Trine Hattestad

Personal information
- Born: Elsa Katrine Solberg 18 April 1966 (age 60) Lørenskog, Norway
- Height: 173 cm (5 ft 8 in)
- Weight: 76 kg (168 lb)

Sport
- Country: Norway
- Sport: Track and field
- Event: Javelin throw

Achievements and titles
- Personal bests: NR 69.48 m (2000)

Medal record
Women's athletics
Representing Norway
Olympic Games
| Gold medal – first place | 2000 Sydney | Javelin |
| Bronze medal – third place | 1996 Atlanta | Javelin |
World Championships
| Gold medal – first place | 1993 Stuttgart | Javelin |
| Gold medal – first place | 1997 Athens | Javelin |
| Bronze medal – third place | 1999 Seville | Javelin |
European Championships
| Gold medal – first place | 1994 Helsinki | Javelin |

= Trine Hattestad =

Norwegian javelin thrower (born 1966)

Elsa Katrine Hattestad (née Solberg; born 18 April 1966) is a retired Norwegian track and field athlete who competed in the javelin throw. During her career, she was a European, World, and Olympic Champion, and broke the world record twice. Her personal best, set in 2000, of 69.48 m is the Norwegian record. It also ranks her sixth on the overall list.

==Career==
Hattestad made her international debut at a match between Norway, Sweden, and Finland. She competed at the 1981 European Junior Championships, finishing fifth. The following year, at the age of just 16, she competed in the European Championships for seniors, though she did not qualify for the final. She won her first national title in 1983 and would go on to win a total of 14.
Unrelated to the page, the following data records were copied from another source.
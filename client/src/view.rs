//! Pure widget projections of the application state. Nothing here mutates;
//! every interaction is routed back through [`Message`].

use iced::widget::{button, checkbox, column, container, image, row, scrollable, text, Column, Container};
use iced::{Alignment, Color, Element, Length};
use scanomalycore::records::PersistedResult;
use scanomalycore::session::{Notice, Severity};
use scanomalycore::Mode;

use crate::{Message, Scanomaly};

pub fn root(state: &Scanomaly) -> Element<'_, Message> {
    let header = column![
        text("Scanomaly").size(34),
        text("Deep-learning analysis of MRI scans for potential brain tumor types").size(13),
    ]
    .spacing(4)
    .align_x(Alignment::Center);

    let switcher = row![
        mode_button("Analyze", Mode::Scan, state.mode),
        mode_button("Database", Mode::Database, state.mode),
    ]
    .spacing(10);

    // The detail popup takes over the content area until explicitly closed.
    let content: Element<'_, Message> = if let Some(result) = state.database.detail() {
        detail_view(state, result)
    } else {
        match state.mode {
            Mode::Scan => scan_view(state),
            Mode::Database => database_view(state),
        }
    };

    let mut page = column![header, switcher, content]
        .spacing(18)
        .padding(20)
        .align_x(Alignment::Center)
        .width(Length::Fill);

    if let Some(notice) = state.notices.current() {
        page = page.push(banner(notice));
    }

    Container::new(page)
        .width(Length::Fill)
        .height(Length::Fill)
        .into()
}

fn mode_button(label: &'static str, target: Mode, current: Mode) -> Element<'static, Message> {
    let styled = if target == current {
        button(text(label).size(16)).style(button::primary)
    } else {
        button(text(label).size(16)).style(button::secondary)
    };
    styled
        .padding(10)
        .on_press(Message::SwitchMode(target))
        .into()
}

fn scan_view(state: &Scanomaly) -> Element<'_, Message> {
    let heatmap: Element<'_, Message> = match &state.scan_heatmap {
        Some(handle) => image(handle.clone())
            .width(Length::Fixed(320.0))
            .into(),
        None => text(if state.scan.uploading() {
            "Analyzing scan..."
        } else {
            "Upload a scan to see its heatmap"
        })
        .size(14)
        .into(),
    };

    let label = text(state.scan.label().unwrap_or("No prediction yet").to_string()).size(22);
    let confidence = text(
        state
            .scan
            .confidence_text()
            .map(|percent| format!("Confidence: {percent}"))
            .unwrap_or_default(),
    )
    .size(14);

    let select_label = if state.scan.uploading() {
        "Processing..."
    } else {
        "Select an image"
    };

    column![
        Container::new(heatmap)
            .center_x(Length::Fixed(340.0))
            .center_y(Length::Fixed(340.0)),
        label,
        confidence,
        row![
            button(text(select_label).size(16))
                .padding(10)
                .on_press(Message::PickFile),
            button(text("Save result").size(16))
                .padding(10)
                .on_press(Message::SaveResult),
        ]
        .spacing(12),
    ]
    .spacing(12)
    .align_x(Alignment::Center)
    .into()
}

fn database_view(state: &Scanomaly) -> Element<'_, Message> {
    if state.database.results().is_empty() {
        return Container::new(text("No results found").size(16))
            .padding(30)
            .into();
    }

    let rows = state
        .database
        .results()
        .iter()
        .fold(Column::new().spacing(8), |col, result| {
            col.push(result_row(state, result))
        });

    let mut listing = column![scrollable(rows).height(Length::Fixed(420.0))].spacing(12);

    let selected = state.database.selection().len();
    if selected > 0 {
        listing = listing.push(
            button(text(format!("Delete selected ({selected})")).size(16))
                .padding(10)
                .on_press(Message::DeleteSelected),
        );
    }

    listing.align_x(Alignment::Center).into()
}

fn result_row<'a>(state: &'a Scanomaly, result: &'a PersistedResult) -> Element<'a, Message> {
    let id = result.id;
    let thumbnail: Element<'a, Message> = match state.thumbnails.get(&id) {
        Some(handle) => image(handle.clone()).width(Length::Fixed(64.0)).into(),
        None => text("(no image)").size(12).into(),
    };

    let info = column![
        text(format!("Scan #{id}")).size(16),
        text(timestamp_label(&result.timestamp)).size(12),
    ]
    .spacing(2);

    row![
        checkbox(state.database.selection().contains(id))
            .on_toggle(move |_| Message::ToggleSelect(id)),
        button(row![thumbnail, info].spacing(12).align_y(Alignment::Center))
            .style(button::text)
            .on_press(Message::OpenDetail(result.clone())),
    ]
    .spacing(8)
    .align_y(Alignment::Center)
    .into()
}

fn detail_view<'a>(state: &'a Scanomaly, result: &'a PersistedResult) -> Element<'a, Message> {
    let heatmap: Element<'a, Message> = match state.thumbnails.get(&result.id) {
        Some(handle) => image(handle.clone()).width(Length::Fixed(320.0)).into(),
        None => text("(no image)").size(14).into(),
    };

    column![
        heatmap,
        text(format!("Scan #{}", result.id)).size(24),
        text(result.label.clone()).size(16),
        text(timestamp_label(&result.timestamp)).size(12),
        button(text("Close").size(16))
            .padding(10)
            .on_press(Message::CloseDetail),
    ]
    .spacing(10)
    .align_x(Alignment::Center)
    .into()
}

fn banner(notice: &Notice) -> Element<'_, Message> {
    let color = match notice.severity {
        Severity::Success => Color::from_rgb(0.13, 0.55, 0.28),
        Severity::Error => Color::from_rgb(0.75, 0.18, 0.18),
    };
    Container::new(text(notice.message.clone()).size(14))
        .padding(10)
        .width(Length::Fill)
        .style(move |_theme| container::Style {
            background: Some(color.into()),
            text_color: Some(Color::WHITE),
            ..container::Style::default()
        })
        .into()
}

fn timestamp_label(timestamp: &str) -> String {
    timestamp.get(..19).unwrap_or(timestamp).replace('T', " ")
}
//! Client-side core for the Scanomaly MRI tumor-classification viewer.
//!
//! The modules hold the wire records exchanged with the prediction and
//! persistence services, and the pure session state machines behind the GUI:
//! the current analysis, the saved-result browser, the bulk-delete selection
//! and the transient notification banner. Everything here is toolkit-free so
//! the request-lifecycle guards can be tested without a running event loop.

pub mod records;
pub mod session;

pub use records::{PersistedResult, Prediction};
pub use session::{AnalysisSession, DatabaseSession, NoticeBoard, SelectionSet};

use serde::{Deserialize, Serialize};

/// Which top-level workflow the viewer is showing.
#[derive(Debug, Clone, Copy, PartialEq, Eq, Serialize, Deserialize)]
pub enum Mode {
    Scan,
    Database,
}

/// Failure raised by one backend exchange.
///
/// Each operation maps to its own variant so the viewer can phrase the
/// notification per operation. Every failure is terminal for that request;
/// the session it belongs to stays re-attemptable.
#[derive(thiserror::Error, Debug, Clone, PartialEq, Eq)]
pub enum ApiError {
    #[error("prediction request failed: {0}")]
    Prediction(String),
    #[error("save request failed: {0}")]
    Save(String),
    #[error("fetch request failed: {0}")]
    Fetch(String),
    #[error("delete request failed: {0}")]
    Delete(String),
}

impl ApiError {
    /// Short user-facing message for the notification banner.
    pub fn notice(&self) -> &'static str {
        match self {
            ApiError::Prediction(_) => "Prediction error",
            ApiError::Save(_) => "Saving error",
            ApiError::Fetch(_) => "Error fetching results",
            ApiError::Delete(_) => "Delete error",
        }
    }
}
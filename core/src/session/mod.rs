//! Pure session state behind the viewer.
//!
//! Each submodule owns exactly one piece of mutable state: the scan
//! workflow, the saved-result browser, the bulk-delete selection and the
//! notification banner. All mutations are synchronous; asynchronous
//! settlements hand back a token so that superseded responses and expired
//! timers can be recognized and discarded.

pub mod analysis;
pub mod database;
pub mod notice;
pub mod selection;

pub use analysis::AnalysisSession;
pub use database::DatabaseSession;
pub use notice::{Notice, NoticeBoard, Severity, NOTICE_TTL};
pub use selection::SelectionSet;
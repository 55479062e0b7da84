use crate::records::PersistedResult;
use crate::session::selection::SelectionSet;

/// State of the saved-result browser: the cached collection fetched from the
/// persistence service, the bulk-delete selection and the detail popup.
///
/// The cache is read-only from the client's point of view; rows only change
/// by replacing the whole collection with a fetched one or by removing the
/// ids of an acknowledged batch delete. Every id in the selection references
/// a row in the cache, and the selection is cleared whenever the cache is
/// replaced.
#[derive(Debug, Default)]
pub struct DatabaseSession {
    results: Vec<PersistedResult>,
    selection: SelectionSet,
    detail: Option<PersistedResult>,
    fetch_seq: u64,
}

impl DatabaseSession {
    pub fn new() -> Self {
        Self::default()
    }

    /// Entering database mode: clears the selection before any response can
    /// land and returns the token for the staged refetch.
    pub fn begin_refresh(&mut self) -> u64 {
        self.selection.clear();
        self.fetch_seq += 1;
        self.fetch_seq
    }

    /// Applies a settled fetch. `results` is `Some` on success, `None` on
    /// failure; a failure leaves the previous cache untouched. Returns
    /// whether the settlement was current.
    pub fn apply_fetch(&mut self, token: u64, results: Option<Vec<PersistedResult>>) -> bool {
        if token != self.fetch_seq {
            log::debug!("discarding stale result fetch (token {token})");
            return false;
        }
        if let Some(results) = results {
            self.results = results;
            self.selection.clear();
        }
        true
    }

    /// Cached rows in server order.
    pub fn results(&self) -> &[PersistedResult] {
        &self.results
    }

    /// Toggles an id in the selection. Ids not present in the cache are
    /// ignored, keeping the selection consistent with the rows on screen.
    pub fn toggle_select(&mut self, id: i64) {
        if self.results.iter().any(|result| result.id == id) {
            self.selection.toggle(id);
        }
    }

    pub fn selection(&self) -> &SelectionSet {
        &self.selection
    }

    /// The mode switch always clears the selection, in both directions and
    /// regardless of any in-flight fetch.
    pub fn clear_selection(&mut self) {
        self.selection.clear();
    }

    pub fn open_detail(&mut self, result: PersistedResult) {
        self.detail = Some(result);
    }

    pub fn close_detail(&mut self) {
        self.detail = None;
    }

    pub fn detail(&self) -> Option<&PersistedResult> {
        self.detail.as_ref()
    }

    /// Ids staged for deletion, or `None` when nothing is selected. The
    /// `None` case never reaches the network.
    pub fn delete_request(&self) -> Option<Vec<i64>> {
        if self.selection.is_empty() {
            None
        } else {
            Some(self.selection.ids())
        }
    }

    /// Applies an acknowledged batch delete: removes exactly those rows and
    /// clears the selection. Failure paths never call this, matching the
    /// all-or-nothing delete contract.
    pub fn apply_delete(&mut self, ids: &[i64]) {
        self.results.retain(|result| !ids.contains(&result.id));
        self.selection.clear();
    }
}
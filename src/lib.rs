//! Minimal runtime for precompiled HTML templates.
//!
//! A template compiler (not part of this crate) turns template source into a
//! single expression that references two names: the filter library and the
//! environment. This crate evaluates such expressions:
//!
//! ```
//! use micro_html_template::{render, Value};
//!
//! let env = Value::object([("name", "Tom & Jerry"), ("q", "cats (all)")]);
//! let compiled = "'<a href=\"/s?q=' + r.uri(e.q) + '\">' + r.html(e.name) + '</a>'";
//!
//! assert_eq!(
//!     render(compiled, &env).unwrap(),
//!     "<a href=\"/s?q=cats%20%28all%29\">Tom &amp; Jerry</a>"
//! );
//! ```
//!
//! The filter library is [`filters`] (`id`, `html`, `uri`); evaluation lives
//! in [`eval`]; [`Runtime`] ties both together under configurable binding
//! names.

pub mod config;
pub mod error;
pub mod eval;
pub mod exit_codes;
pub mod filters;
pub mod runtime;
pub mod value;

pub use config::Config;
pub use error::{Error, Result};
pub use eval::Expr;
pub use filters::{FILTERS, Filter, Filters};
pub use runtime::{MicroHtmlTemplate, Runtime, microHtmlTemplate};
pub use value::Value;

/// Render a compiled template with the default bindings (`r`, `e`).
///
/// Shorthand for [`Runtime::new`] followed by [`Runtime::render`].
pub fn render(compiled_template: &str, env: &Value) -> Result<String> {
    Runtime::new().render(compiled_template, env)
}

/// The filter library every runtime binds.
pub fn filters() -> &'static Filters {
    &FILTERS
}
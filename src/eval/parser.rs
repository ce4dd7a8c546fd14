//! Expression parsing.
//!
//! Operator precedence, lowest first:
//! - Conditional: `?:` (right-associative)
//! - Logical: `||`, `??`, then `&&`
//! - Equality: `==`, `!=`, `===`, `!==`
//! - Relational: `<`, `<=`, `>`, `>=`
//! - Additive: `+`, `-`
//! - Multiplicative: `*`, `/`, `%`
//! - Unary: `!`, `-`, `+`, `typeof`
//! - Postfix: member access, indexing, calls
//! - Primary: literals, identifiers, parenthesized expressions

use super::ast::{BinaryOp, Expr, Literal, LogicalOp, UnaryOp};
use super::lexer::{Token, TokenKind, tokenize};
use crate::config::types::DEFAULT_MAX_NESTING;
use crate::error::{Error, Result};

/// Parse a compiled expression into a tree.
///
/// The source is treated as the operand of a `return` statement: one
/// expression, optionally followed by `;`. Empty input yields `undefined`.
///
/// # Examples
///
/// ```
/// use micro_html_template::eval::{parse, Expr};
///
/// let expr = parse("r.html(e.name)").unwrap();
/// assert_eq!(
///     expr,
///     Expr::call(
///         Expr::member(Expr::ident("r"), "html"),
///         vec![Expr::member(Expr::ident("e"), "name")],
///     )
/// );
/// ```
pub fn parse(source: &str) -> Result<Expr> {
    parse_with_limit(source, DEFAULT_MAX_NESTING)
}

/// Parse with an explicit bound on expression nesting.
pub fn parse_with_limit(source: &str, max_nesting: usize) -> Result<Expr> {
    let mut parser = Parser {
        tokens: tokenize(source)?,
        pos: 0,
        depth: 0,
        max_nesting,
    };
    parser.parse_program()
}

struct Parser {
    tokens: Vec<Token>,
    pos: usize,
    depth: usize,
    max_nesting: usize,
}

impl Parser {
    fn parse_program(&mut self) -> Result<Expr> {
        let expr = if self.check(&TokenKind::Semicolon) || self.check(&TokenKind::Eof) {
            Expr::Literal {
                value: Literal::Undefined,
            }
        } else {
            self.parse_expr()?
        };

        if self.check(&TokenKind::Semicolon) {
            self.advance();
        }
        if !self.check(&TokenKind::Eof) {
            return Err(self.unexpected());
        }
        Ok(expr)
    }

    fn parse_expr(&mut self) -> Result<Expr> {
        self.nested(Self::parse_conditional)
    }

    fn parse_conditional(&mut self) -> Result<Expr> {
        let test = self.parse_or()?;
        if !self.check(&TokenKind::Question) {
            return Ok(test);
        }
        self.advance();
        let consequent = self.parse_expr()?;
        self.expect(&TokenKind::Colon)?;
        let alternate = self.parse_expr()?;
        Ok(Expr::Conditional {
            test: Box::new(test),
            consequent: Box::new(consequent),
            alternate: Box::new(alternate),
        })
    }

    fn parse_or(&mut self) -> Result<Expr> {
        let mut left = self.parse_and()?;

        loop {
            let op = match self.peek() {
                TokenKind::Or => LogicalOp::Or,
                TokenKind::NullCoalesce => LogicalOp::Nullish,
                _ => break,
            };
            self.advance();
            let right = self.parse_and()?;
            left = Expr::Logical {
                op,
                left: Box::new(left),
                right: Box::new(right),
            };
        }

        Ok(left)
    }

    fn parse_and(&mut self) -> Result<Expr> {
        let mut left = self.parse_equality()?;

        while self.check(&TokenKind::And) {
            self.advance();
            let right = self.parse_equality()?;
            left = Expr::Logical {
                op: LogicalOp::And,
                left: Box::new(left),
                right: Box::new(right),
            };
        }

        Ok(left)
    }

    fn parse_equality(&mut self) -> Result<Expr> {
        let mut left = self.parse_relational()?;

        loop {
            let op = match self.peek() {
                TokenKind::Eq => BinaryOp::Eq,
                TokenKind::NotEq => BinaryOp::NotEq,
                TokenKind::StrictEq => BinaryOp::StrictEq,
                TokenKind::StrictNotEq => BinaryOp::StrictNotEq,
                _ => break,
            };
            self.advance();
            let right = self.parse_relational()?;
            left = Expr::binary(op, left, right);
        }

        Ok(left)
    }

    fn parse_relational(&mut self) -> Result<Expr> {
        let mut left = self.parse_additive()?;

        loop {
            let op = match self.peek() {
                TokenKind::Lt => BinaryOp::Lt,
                TokenKind::LtEq => BinaryOp::LtEq,
                TokenKind::Gt => BinaryOp::Gt,
                TokenKind::GtEq => BinaryOp::GtEq,
                _ => break,
            };
            self.advance();
            let right = self.parse_additive()?;
            left = Expr::binary(op, left, right);
        }

        Ok(left)
    }

    fn parse_additive(&mut self) -> Result<Expr> {
        let mut left = self.parse_multiplicative()?;

        loop {
            let op = match self.peek() {
                TokenKind::Plus => BinaryOp::Add,
                TokenKind::Minus => BinaryOp::Sub,
                _ => break,
            };
            self.advance();
            let right = self.parse_multiplicative()?;
            left = Expr::binary(op, left, right);
        }

        Ok(left)
    }

    fn parse_multiplicative(&mut self) -> Result<Expr> {
        let mut left = self.parse_unary()?;

        loop {
            let op = match self.peek() {
                TokenKind::Star => BinaryOp::Mul,
                TokenKind::Slash => BinaryOp::Div,
                TokenKind::Percent => BinaryOp::Rem,
                _ => break,
            };
            self.advance();
            let right = self.parse_unary()?;
            left = Expr::binary(op, left, right);
        }

        Ok(left)
    }

    fn parse_unary(&mut self) -> Result<Expr> {
        let op = match self.peek() {
            TokenKind::Bang => UnaryOp::Not,
            TokenKind::Minus => UnaryOp::Negate,
            TokenKind::Plus => UnaryOp::Plus,
            TokenKind::Ident(name) if name == "typeof" => UnaryOp::Typeof,
            _ => return self.parse_postfix(),
        };
        self.advance();
        let operand = self.nested(Self::parse_unary)?;
        Ok(Expr::Unary {
            op,
            operand: Box::new(operand),
        })
    }

    fn parse_postfix(&mut self) -> Result<Expr> {
        let mut expr = self.parse_primary()?;

        loop {
            match self.peek() {
                TokenKind::Dot => {
                    self.advance();
                    let property = match self.peek() {
                        TokenKind::Ident(name) => name.clone(),
                        _ => return Err(self.unexpected()),
                    };
                    self.advance();
                    expr = Expr::member(expr, property);
                }
                TokenKind::LBracket => {
                    self.advance();
                    let index = self.parse_expr()?;
                    self.expect(&TokenKind::RBracket)?;
                    expr = Expr::Index {
                        object: Box::new(expr),
                        index: Box::new(index),
                    };
                }
                TokenKind::LParen => {
                    self.advance();
                    let arguments = self.parse_arguments()?;
                    expr = Expr::call(expr, arguments);
                }
                _ => break,
            }
        }

        Ok(expr)
    }

    fn parse_arguments(&mut self) -> Result<Vec<Expr>> {
        let mut arguments = Vec::new();

        while !self.check(&TokenKind::RParen) {
            arguments.push(self.parse_expr()?);
            if self.check(&TokenKind::Comma) {
                self.advance();
            } else {
                break;
            }
        }
        self.expect(&TokenKind::RParen)?;

        Ok(arguments)
    }

    fn parse_primary(&mut self) -> Result<Expr> {
        let expr = match self.peek() {
            TokenKind::Number(n) => Expr::number(*n),
            TokenKind::String(s) => Expr::string(s.clone()),
            TokenKind::Ident(name) => match name.as_str() {
                "true" => Expr::Literal {
                    value: Literal::Bool(true),
                },
                "false" => Expr::Literal {
                    value: Literal::Bool(false),
                },
                "null" => Expr::Literal {
                    value: Literal::Null,
                },
                "undefined" => Expr::Literal {
                    value: Literal::Undefined,
                },
                _ => Expr::ident(name.clone()),
            },
            TokenKind::LParen => {
                self.advance();
                let inner = self.parse_expr()?;
                self.expect(&TokenKind::RParen)?;
                return Ok(inner);
            }
            _ => return Err(self.unexpected()),
        };
        self.advance();
        Ok(expr)
    }

    // ------------------------------------------------------------------
    // Token helpers
    // ------------------------------------------------------------------

    fn nested<T>(&mut self, f: impl FnOnce(&mut Self) -> Result<T>) -> Result<T> {
        if self.depth >= self.max_nesting {
            return Err(Error::syntax(
                "expression nested too deeply",
                self.current().position,
            ));
        }
        self.depth += 1;
        let result = f(self);
        self.depth -= 1;
        result
    }

    fn current(&self) -> &Token {
        // The token list always ends with Eof, and `advance` never moves past it.
        &self.tokens[self.pos.min(self.tokens.len() - 1)]
    }

    fn peek(&self) -> &TokenKind {
        &self.current().kind
    }

    fn check(&self, kind: &TokenKind) -> bool {
        self.peek() == kind
    }

    fn advance(&mut self) {
        if self.pos + 1 < self.tokens.len() {
            self.pos += 1;
        }
    }

    fn expect(&mut self, kind: &TokenKind) -> Result<()> {
        if self.check(kind) {
            self.advance();
            Ok(())
        } else {
            Err(Error::syntax(
                format!("expected {}, found {}", kind, self.peek()),
                self.current().position,
            ))
        }
    }

    fn unexpected(&self) -> Error {
        let token = self.current();
        let message = match &token.kind {
            TokenKind::Eof => "unexpected end of input".to_string(),
            other => format!("unexpected {}", other),
        };
        Error::syntax(message, token.position)
    }
}
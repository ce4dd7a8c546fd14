//! Config loading, serialization and validation.

use super::model::{Bindings, Config};
use super::types::{BINDING_NAME_REGEX, RESERVED_WORDS};
use crate::error::{Error, Result};
use std::path::Path;
use tracing::debug;

impl Config {
    /// Load config from a YAML file.
    pub fn load<P: AsRef<Path>>(path: P) -> Result<Self> {
        let path = path.as_ref();
        debug!(path = %path.display(), "loading config");

        let content = std::fs::read_to_string(path).map_err(|e| {
            Error::UserError(format!(
                "failed to read config file '{}': {}",
                path.display(),
                e
            ))
        })?;

        Self::from_yaml(&content)
    }

    /// Parse config from a YAML string.
    ///
    /// Unknown fields in the YAML are silently ignored for forward compatibility.
    pub fn from_yaml(yaml: &str) -> Result<Self> {
        // An empty file means all defaults.
        if yaml.trim().is_empty() {
            return Ok(Self::default());
        }

        let config: Config = serde_yaml::from_str(yaml)
            .map_err(|e| Error::UserError(format!("failed to parse config YAML: {}", e)))?;

        config.validate()?;
        Ok(config)
    }

    /// Serialize config to YAML string.
    pub fn to_yaml(&self) -> Result<String> {
        serde_yaml::to_string(self)
            .map_err(|e| Error::UserError(format!("failed to serialize config to YAML: {}", e)))
    }

    /// Validate config values and return error on invalid values.
    ///
    /// Validation rules:
    /// - binding names must be identifiers and not reserved words
    /// - the two binding names must differ
    /// - `max_nesting` must be positive
    pub fn validate(&self) -> Result<()> {
        self.bindings.validate()?;

        if self.max_nesting == 0 {
            return Err(Error::UserError(
                "config validation failed: max_nesting must be greater than 0".to_string(),
            ));
        }

        Ok(())
    }
}

impl Bindings {
    /// Validate both binding names.
    pub fn validate(&self) -> Result<()> {
        for (field, name) in [("filters", &self.filters), ("env", &self.env)] {
            if !BINDING_NAME_REGEX.is_match(name) {
                return Err(Error::UserError(format!(
                    "config validation failed: bindings.{} must be an identifier (found '{}')",
                    field, name
                )));
            }
            if RESERVED_WORDS.contains(&name.as_str()) {
                return Err(Error::UserError(format!(
                    "config validation failed: bindings.{} cannot be the reserved word '{}'",
                    field, name
                )));
            }
        }

        if self.filters == self.env {
            return Err(Error::UserError(format!(
                "config validation failed: bindings.filters and bindings.env are both '{}'",
                self.filters
            )));
        }

        Ok(())
    }
}
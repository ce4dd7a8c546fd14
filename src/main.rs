//! mht: render precompiled HTML templates from the command line.
//!
//! This is the main entry point for the `mht` CLI. It parses arguments,
//! installs logging, dispatches to the command handler, and maps errors to
//! exit codes.

mod cli;
mod commands;

use cli::Cli;
use micro_html_template::Error;
use micro_html_template::exit_codes;
use std::process::ExitCode;
use tracing_subscriber::EnvFilter;

fn main() -> ExitCode {
    let cli = Cli::parse_args();
    init_logging(cli.verbose);

    let stdout = std::io::stdout();
    match commands::dispatch(cli.command, &mut stdout.lock()) {
        Ok(()) => ExitCode::from(exit_codes::SUCCESS as u8),
        Err(err) => {
            eprintln!("Error: {:#}", err);

            let code = err
                .downcast_ref::<Error>()
                .map_or(exit_codes::USER_ERROR, Error::exit_code);
            ExitCode::from(code as u8)
        }
    }
}

fn init_logging(verbose: bool) {
    let default_level = if verbose { "debug" } else { "warn" };
    let filter =
        EnvFilter::try_from_default_env().unwrap_or_else(|_| EnvFilter::new(default_level));
    tracing_subscriber::fmt()
        .with_env_filter(filter)
        .with_writer(std::io::stderr)
        .init();
}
She participated in both the 1984 and 1988 Summer Olympics.

In 1989, she was suspended after a positive doping test; however, her suspension was overturned, and she was cleared of doping. She argued that her hormonal contraception had caused the positive test and sued the Norwegian Athletics Association for loss of earnings during her suspension.

At the 1992 Summer Olympics, she came in fifth. In 1993, she won her first major international title, the World Championships in Stuttgart as well as the IAAF Golden Four. The next year, she added the 1994 European title.

After giving birth to her second child in 1995, she competed at the 1996 Atlanta Olympic Games, where she won the bronze medal. The following year, she won a second World title at the 1997 World Championships.

At the 1999 World Championships, she lost the title again, finishing third, but in 2000 she won the only title missing in her career with a gold medal at the Olympic Games in Sydney.

During her career, Hattestad had many injuries; she experienced fractures in both arms and required seven elbow surgeries.

==Personal life==
Hattestad's parents were both handball players, and she took up the sport herself at age 6 and played for a 2nd division team. She began athletics when she was twelve; initially she competed in shot put, but she found javelin throwing more interesting.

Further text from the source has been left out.